Select, from the data, each line where "ConditionCategory" occurs.
** Opening Exercise data block **
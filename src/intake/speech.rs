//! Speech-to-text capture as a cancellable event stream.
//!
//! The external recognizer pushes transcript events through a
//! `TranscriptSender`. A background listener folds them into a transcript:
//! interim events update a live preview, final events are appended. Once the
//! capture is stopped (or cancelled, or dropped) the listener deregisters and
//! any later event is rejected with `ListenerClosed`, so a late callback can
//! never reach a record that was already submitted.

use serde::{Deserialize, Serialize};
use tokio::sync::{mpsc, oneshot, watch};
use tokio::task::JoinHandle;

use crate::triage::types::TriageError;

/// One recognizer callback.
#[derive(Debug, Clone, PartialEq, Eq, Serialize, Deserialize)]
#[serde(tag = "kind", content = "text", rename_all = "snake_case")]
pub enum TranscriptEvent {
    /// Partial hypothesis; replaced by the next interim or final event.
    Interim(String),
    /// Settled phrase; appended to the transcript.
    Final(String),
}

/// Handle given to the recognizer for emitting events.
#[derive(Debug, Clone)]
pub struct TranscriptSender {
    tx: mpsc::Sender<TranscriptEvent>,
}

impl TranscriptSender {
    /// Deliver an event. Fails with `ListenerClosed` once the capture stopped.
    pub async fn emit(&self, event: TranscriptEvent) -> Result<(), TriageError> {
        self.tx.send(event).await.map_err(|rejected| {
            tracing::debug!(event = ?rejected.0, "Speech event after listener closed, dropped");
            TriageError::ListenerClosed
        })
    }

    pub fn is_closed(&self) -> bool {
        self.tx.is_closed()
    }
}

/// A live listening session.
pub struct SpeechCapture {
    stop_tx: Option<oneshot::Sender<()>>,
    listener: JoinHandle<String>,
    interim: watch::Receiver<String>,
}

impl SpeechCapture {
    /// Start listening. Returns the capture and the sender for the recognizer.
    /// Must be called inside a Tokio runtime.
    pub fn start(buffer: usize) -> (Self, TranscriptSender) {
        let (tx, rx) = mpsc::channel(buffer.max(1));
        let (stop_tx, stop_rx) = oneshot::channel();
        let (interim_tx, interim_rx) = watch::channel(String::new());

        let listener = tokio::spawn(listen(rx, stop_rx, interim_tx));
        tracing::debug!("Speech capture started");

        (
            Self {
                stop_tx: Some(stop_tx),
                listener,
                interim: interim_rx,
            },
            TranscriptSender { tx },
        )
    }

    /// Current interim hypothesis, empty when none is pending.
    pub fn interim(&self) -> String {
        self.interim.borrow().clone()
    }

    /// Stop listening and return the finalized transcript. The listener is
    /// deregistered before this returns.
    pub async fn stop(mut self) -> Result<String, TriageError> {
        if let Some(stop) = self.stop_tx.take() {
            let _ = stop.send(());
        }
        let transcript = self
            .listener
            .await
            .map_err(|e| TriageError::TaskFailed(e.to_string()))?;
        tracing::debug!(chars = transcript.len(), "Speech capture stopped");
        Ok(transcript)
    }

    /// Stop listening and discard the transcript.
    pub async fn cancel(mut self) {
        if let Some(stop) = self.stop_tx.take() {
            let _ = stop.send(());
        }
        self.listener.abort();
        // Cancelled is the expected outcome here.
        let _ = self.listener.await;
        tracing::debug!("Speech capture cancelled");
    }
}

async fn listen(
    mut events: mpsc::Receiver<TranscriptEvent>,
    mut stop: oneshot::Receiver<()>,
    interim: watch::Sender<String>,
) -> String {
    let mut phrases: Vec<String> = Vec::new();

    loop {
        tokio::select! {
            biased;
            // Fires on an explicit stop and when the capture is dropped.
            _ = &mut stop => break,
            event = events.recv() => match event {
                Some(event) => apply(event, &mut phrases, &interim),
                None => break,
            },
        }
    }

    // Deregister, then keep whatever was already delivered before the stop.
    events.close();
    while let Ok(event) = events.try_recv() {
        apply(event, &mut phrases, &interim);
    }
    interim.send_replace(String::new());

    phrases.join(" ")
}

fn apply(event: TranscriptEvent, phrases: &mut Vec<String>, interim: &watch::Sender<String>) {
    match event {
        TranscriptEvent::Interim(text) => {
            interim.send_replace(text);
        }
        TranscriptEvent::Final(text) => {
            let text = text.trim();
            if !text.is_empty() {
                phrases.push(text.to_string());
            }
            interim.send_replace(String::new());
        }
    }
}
** Closing Exercise data block **
** Opening Exercise data block **
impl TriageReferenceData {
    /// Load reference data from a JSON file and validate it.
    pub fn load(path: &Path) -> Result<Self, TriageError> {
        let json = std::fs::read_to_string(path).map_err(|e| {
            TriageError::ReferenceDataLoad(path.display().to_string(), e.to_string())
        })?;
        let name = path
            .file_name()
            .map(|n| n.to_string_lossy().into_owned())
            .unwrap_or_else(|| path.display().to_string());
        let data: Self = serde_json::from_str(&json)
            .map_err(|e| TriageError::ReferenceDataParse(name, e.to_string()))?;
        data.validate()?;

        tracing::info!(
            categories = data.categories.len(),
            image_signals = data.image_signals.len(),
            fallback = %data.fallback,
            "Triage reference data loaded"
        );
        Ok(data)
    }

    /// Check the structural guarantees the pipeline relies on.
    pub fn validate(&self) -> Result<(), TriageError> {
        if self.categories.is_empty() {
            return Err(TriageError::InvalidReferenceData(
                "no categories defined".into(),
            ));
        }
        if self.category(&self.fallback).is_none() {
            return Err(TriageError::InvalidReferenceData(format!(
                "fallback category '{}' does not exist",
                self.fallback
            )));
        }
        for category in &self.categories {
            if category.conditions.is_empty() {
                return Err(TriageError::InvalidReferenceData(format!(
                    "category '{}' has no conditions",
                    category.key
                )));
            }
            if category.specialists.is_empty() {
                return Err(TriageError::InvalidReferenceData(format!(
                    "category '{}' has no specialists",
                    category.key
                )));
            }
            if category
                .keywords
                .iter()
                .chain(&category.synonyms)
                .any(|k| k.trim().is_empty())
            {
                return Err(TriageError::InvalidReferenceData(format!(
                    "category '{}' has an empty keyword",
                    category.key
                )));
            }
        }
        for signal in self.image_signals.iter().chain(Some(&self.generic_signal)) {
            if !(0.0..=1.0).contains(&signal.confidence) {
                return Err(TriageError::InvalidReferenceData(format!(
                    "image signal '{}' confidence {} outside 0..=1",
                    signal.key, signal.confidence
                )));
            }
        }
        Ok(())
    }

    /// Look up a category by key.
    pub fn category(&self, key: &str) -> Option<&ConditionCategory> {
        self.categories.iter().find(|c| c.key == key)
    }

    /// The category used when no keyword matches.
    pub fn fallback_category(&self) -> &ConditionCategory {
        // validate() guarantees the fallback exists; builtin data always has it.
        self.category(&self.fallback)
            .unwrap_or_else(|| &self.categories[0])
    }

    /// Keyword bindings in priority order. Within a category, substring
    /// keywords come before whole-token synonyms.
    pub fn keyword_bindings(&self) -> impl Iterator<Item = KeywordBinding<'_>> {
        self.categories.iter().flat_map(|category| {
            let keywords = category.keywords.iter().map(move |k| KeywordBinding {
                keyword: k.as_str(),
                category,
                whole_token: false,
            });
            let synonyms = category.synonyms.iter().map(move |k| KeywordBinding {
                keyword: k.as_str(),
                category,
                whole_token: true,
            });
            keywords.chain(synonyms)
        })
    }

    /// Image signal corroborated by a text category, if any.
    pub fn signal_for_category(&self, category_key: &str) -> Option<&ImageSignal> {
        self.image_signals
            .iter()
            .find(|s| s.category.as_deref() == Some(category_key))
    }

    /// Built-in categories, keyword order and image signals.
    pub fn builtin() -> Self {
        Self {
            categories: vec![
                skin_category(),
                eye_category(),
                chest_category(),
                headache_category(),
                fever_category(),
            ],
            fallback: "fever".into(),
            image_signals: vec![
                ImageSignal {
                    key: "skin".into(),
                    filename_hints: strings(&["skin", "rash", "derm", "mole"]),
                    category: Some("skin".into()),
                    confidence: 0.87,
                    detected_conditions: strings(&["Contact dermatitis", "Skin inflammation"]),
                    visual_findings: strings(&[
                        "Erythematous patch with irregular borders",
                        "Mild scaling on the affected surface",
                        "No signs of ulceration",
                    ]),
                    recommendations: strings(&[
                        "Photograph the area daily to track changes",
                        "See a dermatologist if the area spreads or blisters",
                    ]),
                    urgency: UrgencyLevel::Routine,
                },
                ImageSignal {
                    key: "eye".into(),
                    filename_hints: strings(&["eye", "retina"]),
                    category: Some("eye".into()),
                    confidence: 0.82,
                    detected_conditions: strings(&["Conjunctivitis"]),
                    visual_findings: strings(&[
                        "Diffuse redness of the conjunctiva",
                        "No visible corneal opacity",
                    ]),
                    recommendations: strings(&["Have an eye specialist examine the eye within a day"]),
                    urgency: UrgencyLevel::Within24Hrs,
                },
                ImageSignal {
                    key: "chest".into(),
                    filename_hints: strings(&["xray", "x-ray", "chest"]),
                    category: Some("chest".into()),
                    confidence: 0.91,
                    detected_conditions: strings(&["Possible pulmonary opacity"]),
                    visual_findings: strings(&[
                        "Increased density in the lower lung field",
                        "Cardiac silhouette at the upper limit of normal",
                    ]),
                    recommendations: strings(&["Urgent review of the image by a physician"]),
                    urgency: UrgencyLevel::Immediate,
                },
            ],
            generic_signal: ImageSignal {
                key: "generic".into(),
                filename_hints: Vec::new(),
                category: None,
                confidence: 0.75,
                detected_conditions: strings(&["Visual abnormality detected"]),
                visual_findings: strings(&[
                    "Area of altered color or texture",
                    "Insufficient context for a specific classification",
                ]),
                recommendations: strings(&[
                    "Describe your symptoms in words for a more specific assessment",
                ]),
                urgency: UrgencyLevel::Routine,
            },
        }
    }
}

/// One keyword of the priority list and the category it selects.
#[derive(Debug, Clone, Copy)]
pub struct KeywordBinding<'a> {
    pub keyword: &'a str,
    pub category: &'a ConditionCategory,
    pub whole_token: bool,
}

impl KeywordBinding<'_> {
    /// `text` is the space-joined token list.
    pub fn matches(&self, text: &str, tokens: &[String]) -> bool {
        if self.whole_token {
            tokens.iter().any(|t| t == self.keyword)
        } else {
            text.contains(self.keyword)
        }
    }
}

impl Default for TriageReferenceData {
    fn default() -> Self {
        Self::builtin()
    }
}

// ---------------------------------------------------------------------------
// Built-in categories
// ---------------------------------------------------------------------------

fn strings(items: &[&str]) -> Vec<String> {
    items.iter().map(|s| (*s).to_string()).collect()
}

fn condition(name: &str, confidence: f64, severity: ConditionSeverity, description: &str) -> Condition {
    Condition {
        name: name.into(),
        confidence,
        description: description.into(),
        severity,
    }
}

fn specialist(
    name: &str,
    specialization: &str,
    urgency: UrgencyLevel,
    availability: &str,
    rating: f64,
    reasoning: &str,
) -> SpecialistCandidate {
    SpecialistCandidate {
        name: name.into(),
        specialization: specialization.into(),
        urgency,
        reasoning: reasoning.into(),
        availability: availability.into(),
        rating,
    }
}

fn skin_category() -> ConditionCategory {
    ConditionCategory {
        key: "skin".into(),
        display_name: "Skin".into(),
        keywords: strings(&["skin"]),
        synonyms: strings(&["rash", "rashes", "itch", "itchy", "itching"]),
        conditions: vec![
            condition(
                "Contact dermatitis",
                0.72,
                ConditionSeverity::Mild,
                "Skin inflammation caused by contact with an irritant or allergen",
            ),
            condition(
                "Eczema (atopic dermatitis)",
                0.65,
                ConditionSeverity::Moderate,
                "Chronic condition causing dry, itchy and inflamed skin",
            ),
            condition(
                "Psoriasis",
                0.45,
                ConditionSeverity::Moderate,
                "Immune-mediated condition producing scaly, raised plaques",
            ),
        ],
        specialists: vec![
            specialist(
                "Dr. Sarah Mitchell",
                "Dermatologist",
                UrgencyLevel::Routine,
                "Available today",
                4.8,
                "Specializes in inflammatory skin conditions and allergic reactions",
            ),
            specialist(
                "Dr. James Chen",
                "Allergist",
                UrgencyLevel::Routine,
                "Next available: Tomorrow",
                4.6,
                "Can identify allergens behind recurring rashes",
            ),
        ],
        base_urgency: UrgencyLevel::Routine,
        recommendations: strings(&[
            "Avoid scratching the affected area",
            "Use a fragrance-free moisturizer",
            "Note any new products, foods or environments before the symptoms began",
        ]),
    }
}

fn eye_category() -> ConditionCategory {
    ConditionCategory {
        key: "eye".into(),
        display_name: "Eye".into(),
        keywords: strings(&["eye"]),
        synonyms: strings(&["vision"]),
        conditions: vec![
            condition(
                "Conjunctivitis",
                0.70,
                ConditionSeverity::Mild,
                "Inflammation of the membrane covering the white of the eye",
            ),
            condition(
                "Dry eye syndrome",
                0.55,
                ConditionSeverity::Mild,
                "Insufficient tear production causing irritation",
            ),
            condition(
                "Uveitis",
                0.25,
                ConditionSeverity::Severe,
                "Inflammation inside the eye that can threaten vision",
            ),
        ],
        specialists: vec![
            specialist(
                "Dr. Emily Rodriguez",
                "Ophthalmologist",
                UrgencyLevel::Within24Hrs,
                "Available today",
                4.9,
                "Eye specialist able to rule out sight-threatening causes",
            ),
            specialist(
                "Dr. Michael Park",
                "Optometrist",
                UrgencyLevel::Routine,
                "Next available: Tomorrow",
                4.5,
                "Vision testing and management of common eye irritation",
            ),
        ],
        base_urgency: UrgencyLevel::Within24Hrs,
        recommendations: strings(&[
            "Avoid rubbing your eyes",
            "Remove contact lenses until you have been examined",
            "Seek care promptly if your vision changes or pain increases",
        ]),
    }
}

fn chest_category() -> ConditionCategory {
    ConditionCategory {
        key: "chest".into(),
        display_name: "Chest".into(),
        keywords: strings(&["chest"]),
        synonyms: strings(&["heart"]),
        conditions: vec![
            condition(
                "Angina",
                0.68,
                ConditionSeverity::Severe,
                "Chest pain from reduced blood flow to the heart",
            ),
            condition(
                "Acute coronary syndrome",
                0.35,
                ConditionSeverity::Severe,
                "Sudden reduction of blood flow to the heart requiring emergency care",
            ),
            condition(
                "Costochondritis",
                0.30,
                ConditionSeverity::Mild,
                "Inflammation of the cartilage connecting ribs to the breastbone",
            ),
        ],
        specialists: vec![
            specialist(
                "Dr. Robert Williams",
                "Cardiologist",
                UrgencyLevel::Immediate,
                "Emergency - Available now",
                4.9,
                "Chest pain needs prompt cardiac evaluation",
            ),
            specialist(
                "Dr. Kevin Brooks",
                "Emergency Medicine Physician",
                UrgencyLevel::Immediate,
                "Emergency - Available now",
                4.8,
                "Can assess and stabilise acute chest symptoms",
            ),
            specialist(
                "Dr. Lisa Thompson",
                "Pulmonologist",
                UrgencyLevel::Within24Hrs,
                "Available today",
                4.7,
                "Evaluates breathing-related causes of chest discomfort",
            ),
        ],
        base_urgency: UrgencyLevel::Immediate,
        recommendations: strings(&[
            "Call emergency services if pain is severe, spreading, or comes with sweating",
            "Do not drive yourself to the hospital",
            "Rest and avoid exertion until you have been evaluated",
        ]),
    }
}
** Closing Exercise data block **
- Answer area -
    pub fn category(&self, key: &str) -> Option<&ConditionCategory> {
    pub fn fallback_category(&self) -> &ConditionCategory {
    pub category: &'a ConditionCategory,
fn skin_category() -> ConditionCategory {
    ConditionCategory {
fn eye_category() -> ConditionCategory {
    ConditionCategory {
fn chest_category() -> ConditionCategory {
    ConditionCategory {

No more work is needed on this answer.